How do states regulate drug trafficking? The sale of illicit drugs generates an estimated US$870 billion per year – more than 1 percent of global GDP. At the same time, hundreds of thousands of people die annually from drug-related violence and ensuing state repression. While national-level governments establish the normative framework regarding drug trafficking, subnational governments carry out the lion’s share of drug enforcement, confiscating drugs, arresting (or killing) dealers and traffickers, or brokering peace bargains with, or extracting rents from drug gangs. Despite the recent immersion of political scientists into the study of drug trafficking, we have yet to explain how and why subnational governments choose the strategies they do when dealing with this organized criminal activity. This dissertation analyzes subnational states’ different approaches to drug trafficking, or drug trafficking regulatory arrangements.
Most studies of drug trafficking and its associated violence treat the state as a unitary actor and neglect the role of the police, despite the latter’s fundamental importance (and discretion) in enforcing legislation related to drug trafficking and organized crime. By contrast, I propose that different types of interactions between subnational politicians, primarily governors, and their police forces influence state responses to drug trafficking, with differing consequences with respect to state and criminal violence as well as police corruption. Understanding the state’s regulation of drug trafficking requires incorporating the interests and strategies of police forces –which may well conflict with those of their political superiors- into empirical studies.
I argue that subnational patterns of political competition shape the state’s regulation of drug trafficking in metropolitan areas by affecting police levels of autonomy. Two aspects of competition are central in shaping police force’s autonomy: the extent to which the same party remains in power over time (political turnover) and the dispersal of political power in a given period (political fragmentation). The different combinations of turnover, fragmentation and police autonomy yield four types of regulatory arrangements: tacit coexistence, protection-extraction rackets, particularistic negotiation and particularistic confrontation, which differ with respect to police violence, corruption and criminal violence.
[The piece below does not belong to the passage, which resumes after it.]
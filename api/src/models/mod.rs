pub mod comment;
pub mod post;
pub mod user;
pub mod vote;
Low political turnover reduces police autonomy and generates coordinated regulatory arrangements -tacit coexistence and protection-extraction rackets. Entrenched governments are able to implement and sustain autonomy-reducing police reforms, or gain the necessary leverage to extract cooperation from the force. Fragmentation, in turn, affects the governments’ stance toward police rent extraction. Under conditions of low turnover, low fragmentation motivates incumbents to politicize the police and appropriate its rents from trafficking, while high fragmentation compels them to professionalize the force and restrict its rent extraction, as political rivals can either monitor the government’s extraction or compete for police rents. With low fragmentation, governments centralize police rents from drug trafficking and control violence through protection-extraction rackets. By contrast, when fragmentation is higher, governments reach tacit coexistence agreements with organized criminal actors, in which police and gangs restrain their mutual confrontation. Both cases exhibit lower state and criminal violence, while differing in their relative levels of corruption.
By contrast, frequent changes in administration (high turnover) undermine both governments’ capacity to sustain reforms and their leverage over the police, increasing police autonomy and generating uncoordinated regulatory arrangements, i.e. particularistic negotiation or particularistic confrontation. In this situation, high fragmentation might obstruct reformist initiatives or spark political competition for police rents, while low fragmentation is insufficient to reduce police autonomy. These arrangements are defined by either fragmented corruption deals between police officers and traffickers (particularistic negotiation) or dispersed attacks by police squads against drug gangs (particularistic confrontation). Both regulatory types result in high levels of criminal violence while diverging in their levels of state-driven violence.
I test this theory with a subnational comparative research design, focusing on the main metropolitan areas of Argentina –the provinces of Buenos Aires and Santa Fe- and Brazil –the federal units of Rio de Janeiro and São Paulo. Relying on interviews with politicians, police officers, and actors from civil society, as well as on document analysis of newspapers, NGO reports and government briefs, I conduct process tracing to examine the within-case variation of each subnational case since the return of democracy, a period of over 30 years. This dissertation’s findings of how political turnover and fragmentation influence police autonomy and, through it, shape drug trafficking regulatory arrangements have several implications, not just for thinking about the state’s response to organized crime but for the relationship between political competition and public security, and the role of police in democracies with weak institutions.